In [None]:
%pip install PyPDF2

In [None]:
import os
import json
from pathlib import Path
from PyPDF2 import PdfReader

def extract_chunks_from_pdf(pdf_path, chunk_size=1000, overlap=100):
    reader = PdfReader(str(pdf_path))
    full_text = ""
    for page in reader.pages:
        text = page.extract_text()
        if text:
            full_text += text + "\n"

    chunks = []
    start = 0
    while start < len(full_text):
        end = min(start + chunk_size, len(full_text))
        chunk_text = full_text[start:end].strip()
        if chunk_text:
            chunks.append({
                "text": chunk_text,
                "source": pdf_path.stem
            })
        start += chunk_size - overlap
    return chunks

def process_pdf_folder(input_dir, output_file):
    input_dir = Path(input_dir)
    all_chunks = []

    for pdf_file in input_dir.glob("*.pdf"):
        chunks = extract_chunks_from_pdf(pdf_file)
        all_chunks.extend(chunks)
        print(f"Processed {pdf_file.name} -> {len(chunks)} chunks")

    with open(output_file, "w", encoding="utf-8") as f:
        for chunk in all_chunks:
            f.write(json.dumps(chunk, ensure_ascii=False) + "\n")

    print(f"All PDFs processed and saved to {output_file}")


process_pdf_folder("RAG data", "pdf_data.jsonl")


In [None]:
%pip install bs4

In [None]:
import csv
import json

from bs4 import BeautifulSoup

def clean_html(raw_html):
    return BeautifulSoup(raw_html, "html.parser").get_text(separator="\n").strip()
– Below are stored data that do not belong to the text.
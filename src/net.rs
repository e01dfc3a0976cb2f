//! Network collaborator contract.
//!
//! Traffic shaping lives outside the engine. The engine computes a
//! class handle per container (major 1, minor = container id) and asks
//! the [`NetworkProvider`] to create or destroy classes when the
//! net-prio/limit/guarantee property group changes. The default
//! provider only records what it was asked to do.

use crate::error::Result;
use std::sync::Mutex;
use tracing::debug;

/// Packs a `major:minor` tc handle.
pub fn tc_handle(major: u16, minor: u16) -> u32 {
    ((major as u32) << 16) | minor as u32
}

/// Traffic-class programming interface.
pub trait NetworkProvider: Send + Sync {
    /// Creates or updates a class under `parent`. Leaf classes carry
    /// the actual rate limits; inner classes only aggregate.
    fn create_class(
        &self,
        handle: u32,
        parent: u32,
        leaf: bool,
        prio: u32,
        rate: u64,
        ceil: u64,
    ) -> Result<()>;

    /// Removes a class and its children.
    fn destroy_class(&self, handle: u32) -> Result<()>;
}

/// Provider that accepts everything and programs nothing; used when no
/// traffic shaping is configured and by tests.
#[derive(Default)]
pub struct NullNetwork {
    classes: Mutex<Vec<u32>>,
}

impl NullNetwork {
    pub fn class_count(&self) -> usize {
        self.classes.lock().unwrap().len()
    }
}

impl NetworkProvider for NullNetwork {
    fn create_class(
        &self,
        handle: u32,
        parent: u32,
        leaf: bool,
        prio: u32,
        rate: u64,
        ceil: u64,
    ) -> Result<()> {
        debug!(handle, parent, leaf, prio, rate, ceil, "create traffic class");
        let mut classes = self.classes.lock().unwrap();
        if !classes.contains(&handle) {
            classes.push(handle);
        }
        Ok(())
    }

    fn destroy_class(&self, handle: u32) -> Result<()> {
        debug!(handle, "destroy traffic class");
        self.classes.lock().unwrap().retain(|h| *h != handle);
        Ok(())
    }
}

#[cfg(test)]
mod tests {
    use super::*;

    #[test]
    fn test_tc_handle_packing() {
        assert_eq!(tc_handle(1, 0), 0x1_0000);
        assert_eq!(tc_handle(1, 42), 0x1_002a);
    }

    #[test]
    fn test_null_network_tracks_classes() {
        let net = NullNetwork::default();
        net.create_class(tc_handle(1, 5), tc_handle(1, 1), true, 3, 0, 0)
            .unwrap();
        net.create_class(tc_handle(1, 5), tc_handle(1, 1), true, 3, 0, 0)
            .unwrap();
        assert_eq!(net.class_count(), 1);
        net.destroy_class(tc_handle(1, 5)).unwrap();
        assert_eq!(net.class_count(), 0);
    }
}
def process_forum_csv(input_csv, output_jsonl, source_name="forum_qa"):
    with open(input_csv, newline='', encoding='utf-8') as csvfile, \
         open(output_jsonl, 'w', encoding='utf-8') as jsonlfile:
        
        reader = csv.DictReader(csvfile)
        count = 0
        for row in reader:
            question_title = clean_html(row.get("questions_title", ""))
            question_body = clean_html(row.get("questions_body", ""))
            answer_body = clean_html(row.get("answers_body", ""))

            
            text = f"Question: {question_title}\n{question_body}\nAnswer: {answer_body}"
            
            record = {
                "text": text,
                "source": source_name
            }
            
            jsonlfile.write(json.dumps(record, ensure_ascii=False) + "\n")
            count += 1
        
        print(f"Processed {count} records from {input_csv} into {output_jsonl}")


process_forum_csv("RAG data/CareerVillage_forum_qna_data.csv", "forum_data.jsonl")


In [None]:
import csv
import json

def process_qna_csv(input_csv, output_jsonl, source_name="role_qa"):
    with open(input_csv, newline='', encoding='utf-8') as csvfile, \
         open(output_jsonl, 'w', encoding='utf-8') as jsonlfile:
        
        reader = csv.DictReader(csvfile)
        count = 0
        for row in reader:
            question = row.get("question", "").strip()
            answer = row.get("answer", "").strip()
            role = row.get("role", "").strip()
            
            text = f"Question: {question}\nAnswer: {answer}\nRelated Specialty: {role}"
            
            record = {
                "text": text,
                "source": source_name
            }
            
            jsonlfile.write(json.dumps(record, ensure_ascii=False) + "\n")
            count += 1
        
        print(f"Processed {count} records from {input_csv} into {output_jsonl}")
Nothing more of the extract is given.